### REQUIREMENT
Look through the entries below, please, and copy every line with the word "PathBuf".
= = = =
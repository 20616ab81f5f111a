//! tranfi CLI: run, compile and inspect pipelines.
//!
//! `run` drives a pipeline purely through the handle API, the same surface
//! host-language bindings use.

use std::error::Error;
use std::fs::{self, File};
use std::io::{self, BufWriter, Write};
use std::path::{Path, PathBuf};

use clap::{Parser, Subcommand, ValueEnum};
use tranfi_core::plan::Plan;
use tranfi_exec::{
    tf_last_error, tf_pipeline_create, tf_pipeline_create_dsl, tf_pipeline_finish,
    tf_pipeline_free, tf_pipeline_pull, tf_pipeline_push, Channel, Handle,
};
use tranfi_io::buf::{bounded_from_path, BoundedBufReader};
use tranfi_planner::{compile, compile_json, compile_yaml, recipes, to_sql};
use tracing_subscriber::EnvFilter;

type CliResult<T> = Result<T, Box<dyn Error>>;

#[derive(Parser)]
#[command(name = "tranfi")]
#[command(about = "Streaming ETL over CSV, JSONL and text", long_about = None)]
struct Cli {
    #[command(subcommand)]
    command: Commands,
}

#[derive(Subcommand)]
enum Commands {
    /// Run a pipeline over a file or stdin
    Run {
        /// DSL text or recipe name, e.g. "csv | head 5 | csv"
        #[arg(required_unless_present = "plan")]
        pipeline: Option<String>,

        /// JSON or YAML plan file instead of DSL
        #[arg(long, conflicts_with = "pipeline")]
        plan: Option<PathBuf>,

        /// Input file (defaults to stdin)
        #[arg(short, long)]
        input: Option<PathBuf>,

        /// Output file (defaults to stdout)
        #[arg(short, long)]
        output: Option<PathBuf>,

        /// Bytes per pushed chunk
        #[arg(long, default_value_t = 64 * 1024)]
        chunk_size: usize,

        /// Print error records to stderr
        #[arg(long)]
        errors: bool,

        /// Print the stats block to stderr
        #[arg(long)]
        stats: bool,
    },

    /// Compile DSL and print the plan
    Compile {
        pipeline: String,

        #[arg(long, value_enum, default_value_t = PlanFormat::Json)]
        format: PlanFormat,
    },

    /// Print the DuckDB SQL equivalent of a pipeline
    Sql { pipeline: String },

    /// List built-in recipes
    Recipes,
}

#[derive(Clone, Copy, ValueEnum)]
enum PlanFormat {
    Json,
    Yaml,
}

fn main() {
    init_logging();
    let cli = Cli::parse();

    let result = match cli.command {
        Commands::Run {
            pipeline,
            plan,
            input,
            output,
            chunk_size,
            errors,
            stats,
        } => run_pipeline(RunArgs {
            pipeline,
            plan,
            input,
            output,
            chunk_size: chunk_size.max(1),
            errors,
            stats,
        }),
        Commands::Compile { pipeline, format } => compile_pipeline(&pipeline, format),
        Commands::Sql { pipeline } => print_sql(&pipeline),
        Commands::Recipes => {
            list_recipes();
            Ok(())
        }
    };

    if let Err(e) = result {
        eprintln!("Error: {}", e);
        std::process::exit(1);
    }
}

/// `RUST_LOG` wins; otherwise only warnings.
fn init_logging() {
    let filter = EnvFilter::try_from_default_env().unwrap_or_else(|_| EnvFilter::new("warn"));
    tracing_subscriber::fmt()
        .with_env_filter(filter)
        .with_writer(io::stderr)
        .init();
}

struct RunArgs {
    pipeline: Option<String>,
    plan: Option<PathBuf>,
    input: Option<PathBuf>,
    output: Option<PathBuf>,
    chunk_size: usize,
    errors: bool,
    stats: bool,
}

fn last_error() -> Box<dyn Error> {
    tf_last_error()
        .unwrap_or_else(|| "unknown pipeline error".to_string())
        .into()
}

fn check(status: i32) -> CliResult<()> {
    if status == 0 {
        Ok(())
    } else {
        Err(last_error())
    }
}

fn load_plan(path: &Path) -> CliResult<Plan> {
    let text = fs::read_to_string(path)?;
    let is_yaml = matches!(
        path.extension().and_then(|e| e.to_str()),
        Some("yaml" | "yml")
    );
    Ok(if is_yaml {
        compile_yaml(&text)?
    } else {
        compile_json(&text)?
    })
}

fn create_handle(args: &RunArgs) -> CliResult<Handle> {
    let handle = match (&args.pipeline, &args.plan) {
        (_, Some(path)) => tf_pipeline_create(&load_plan(path)?.to_json()?),
        (Some(dsl), None) => tf_pipeline_create_dsl(dsl),
        (None, None) => return Err("a pipeline or --plan is required".into()),
    };
    if handle.is_null() {
        return Err(last_error());
    }
    Ok(handle)
}

/// Copy everything pending on `channel` into `sink`.
fn drain(handle: Handle, channel: Channel, sink: &mut dyn Write) -> CliResult<()> {
    let mut buf = [0u8; 16 * 1024];
    loop {
        let n = tf_pipeline_pull(handle, channel.id(), &mut buf);
        if n == 0 {
            return Ok(());
        }
        sink.write_all(&buf[..n])?;
    }
}

struct Sinks {
    main: Box<dyn Write>,
    errors: Option<io::Stderr>,
}

impl Sinks {
    fn drain(&mut self, handle: Handle) -> CliResult<()> {
        drain(handle, Channel::Main, &mut self.main)?;
        match self.errors.as_mut() {
            Some(stderr) => drain(handle, Channel::Errors, stderr),
            None => drain(handle, Channel::Errors, &mut io::sink()),
        }
    }
}

fn run_pipeline(args: RunArgs) -> CliResult<()> {
    let handle = create_handle(&args)?;
    let result = feed(handle, &args);
    check(tf_pipeline_free(handle))?;
    result
}

fn feed(handle: Handle, args: &RunArgs) -> CliResult<()> {
    let main: Box<dyn Write> = match &args.output {
        Some(path) => Box::new(BufWriter::new(File::create(path)?)),
        None => Box::new(BufWriter::new(io::stdout().lock())),
    };
    let mut sinks = Sinks {
        main,
        errors: args.errors.then(io::stderr),
    };

    let mut push = |chunk: &[u8]| -> CliResult<()> {
        check(tf_pipeline_push(handle, chunk))?;
        sinks.drain(handle)
    };
    match &args.input {
        Some(path) => bounded_from_path(path, args.chunk_size)?.for_each_chunk(&mut push)?,
        None => BoundedBufReader::with_capacity(args.chunk_size, io::stdin().lock())
            .for_each_chunk(&mut push)?,
    }

    check(tf_pipeline_finish(handle))?;
    sinks.drain(handle)?;
    sinks.main.flush()?;

    if args.stats {
        drain(handle, Channel::Stats, &mut io::stderr())?;
    }
    tracing::debug!(input = ?args.input, "run complete");
    Ok(())
}

fn compile_pipeline(src: &str, format: PlanFormat) -> CliResult<()> {
    let plan = compile(src)?;
    match format {
        PlanFormat::Json => println!("{}", plan.to_json_pretty()?),
        PlanFormat::Yaml => print!("{}", plan.to_yaml()?),
    }
    Ok(())
}

fn print_sql(src: &str) -> CliResult<()> {
    let plan = compile(src)?;
    println!("{}", to_sql(&plan)?);
    Ok(())
}

fn list_recipes() {
    let width = recipes().iter().map(|r| r.name.len()).max().unwrap_or(0);
    for r in recipes() {
        println!("{:width$}  {}", r.name, r.description, width = width);
        println!("{:width$}  {}", "", r.dsl, width = width);
    }
}
//! Validated, immutable plans.
//!
//! JSON shape: `{"steps":[{"op":"codec.csv.decode","args":{}}, ...]}`.
//! Construction normalizes op aliases, builds one `OpSpec` per step, and checks
//! codec placement. A `Plan` value is therefore always executable.

use serde::{Deserialize, Serialize};

use crate::dag::{canonical_name, OpClass, OpSpec};
use crate::error::{Error, Result};
use crate::hash::{hash_serde, Hash256};

#[derive(Debug, Clone, PartialEq, Serialize, Deserialize)]
pub struct Step {
    pub op: String,
    #[serde(default = "empty_args")]
    pub args: serde_json::Value,
}

fn empty_args() -> serde_json::Value {
    serde_json::Value::Object(serde_json::Map::new())
}

impl Step {
    pub fn new(op: impl Into<String>, args: serde_json::Value) -> Self {
        Self {
            op: op.into(),
            args,
        }
    }
}

#[derive(Serialize, Deserialize)]
struct PlanDoc {
    steps: Vec<Step>,
}

#[derive(Debug, Clone, PartialEq)]
pub struct Plan {
    steps: Vec<Step>,
    specs: Vec<OpSpec>,
}

impl Plan {
    /// Validate and normalize a step list.
    pub fn new(steps: Vec<Step>) -> Result<Self> {
        if steps.is_empty() {
            return Err(Error::Plan("plan has no steps".into()));
        }

        let mut normalized = Vec::with_capacity(steps.len());
        let mut specs = Vec::with_capacity(steps.len());
        for step in steps {
            let name = canonical_name(&step.op)
                .ok_or_else(|| Error::Plan(format!("unknown op: '{}'", step.op)))?;
            let args = if step.args.is_null() {
                empty_args()
            } else {
                step.args
            };
            specs.push(OpSpec::from_step(name, &args)?);
            normalized.push(Step::new(name, args));
        }

        check_codecs(&specs)?;
        Ok(Self {
            steps: normalized,
            specs,
        })
    }

    pub fn from_json(src: &str) -> Result<Self> {
        let doc: PlanDoc = serde_json::from_str(src)?;
        Self::new(doc.steps)
    }

    /// Same document shape as JSON, written in YAML.
    pub fn from_yaml(src: &str) -> Result<Self> {
        let doc: PlanDoc = serde_yaml::from_str(src)?;
        Self::new(doc.steps)
    }

    pub fn to_json(&self) -> Result<String> {
        Ok(serde_json::to_string(&self.doc())?)
    }

    pub fn to_json_pretty(&self) -> Result<String> {
        Ok(serde_json::to_string_pretty(&self.doc())?)
    }

    pub fn to_yaml(&self) -> Result<String> {
        Ok(serde_yaml::to_string(&self.doc())?)
    }

    fn doc(&self) -> PlanDoc {
        PlanDoc {
            steps: self.steps.clone(),
        }
    }

    pub fn steps(&self) -> &[Step] {
        &self.steps
    }

    pub fn specs(&self) -> &[OpSpec] {
        &self.specs
    }

    pub fn len(&self) -> usize {
        self.steps.len()
    }

    pub fn is_empty(&self) -> bool {
        self.steps.is_empty()
    }

    /// The transform steps between decoder and encoder.
    pub fn transforms(&self) -> &[OpSpec] {
        let n = self.specs.len();
        if n < 2 {
            return &[];
        }
        &self.specs[1..n - 1]
    }

    pub fn decoder(&self) -> &OpSpec {
        &self.specs[0]
    }

    pub fn encoder(&self) -> &OpSpec {
        &self.specs[self.specs.len() - 1]
    }

    /// Stable content hash of the normalized step list.
    pub fn fingerprint(&self) -> Result<Hash256> {
        hash_serde(&self.steps)
    }
}

impl Serialize for Plan {
    fn serialize<S: serde::Serializer>(&self, s: S) -> std::result::Result<S::Ok, S::Error> {
        PlanDoc {
            steps: self.steps.clone(),
        }
        .serialize(s)
    }
}

impl<'de> Deserialize<'de> for Plan {
    fn deserialize<D: serde::Deserializer<'de>>(d: D) -> std::result::Result<Self, D::Error> {
        let doc = PlanDoc::deserialize(d)?;
        Plan::new(doc.steps).map_err(serde::de::Error::custom)
    }
}

fn check_codecs(specs: &[OpSpec]) -> Result<()> {
    let last = specs.len() - 1;

    let decoders: Vec<usize> = positions(specs, OpClass::Decoder);
    match decoders.as_slice() {
        [] => return Err(Error::Plan("plan has no decoder".into())),
        [0] => {}
        [i] => {
            return Err(Error::Plan(format!(
                "decoder '{}' must be the first step",
                specs[*i].name()
            )))
        }
        _ => return Err(Error::Plan("multiple decoders not supported".into())),
    }

    let encoders: Vec<usize> = positions(specs, OpClass::Encoder);
    match encoders.as_slice() {
        [] => Err(Error::Plan("plan has no encoder".into())),
        [i] if *i == last => Ok(()),
        [i] => Err(Error::Plan(format!(
            "encoder '{}' must be the last step",
            specs[*i].name()
        ))),
        _ => Err(Error::Plan("multiple encoders not supported".into())),
    }
}

fn positions(specs: &[OpSpec], class: OpClass) -> Vec<usize> {
    specs
        .iter()
        .enumerate()
        .filter(|(_, s)| s.class() == class)
        .map(|(i, _)| i)
        .collect()
}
= = = =
### EXERCISE ANSWER
use std::path::{Path, PathBuf};
        plan: Option<PathBuf>,
        input: Option<PathBuf>,
        output: Option<PathBuf>,
    plan: Option<PathBuf>,
    input: Option<PathBuf>,
    output: Option<PathBuf>,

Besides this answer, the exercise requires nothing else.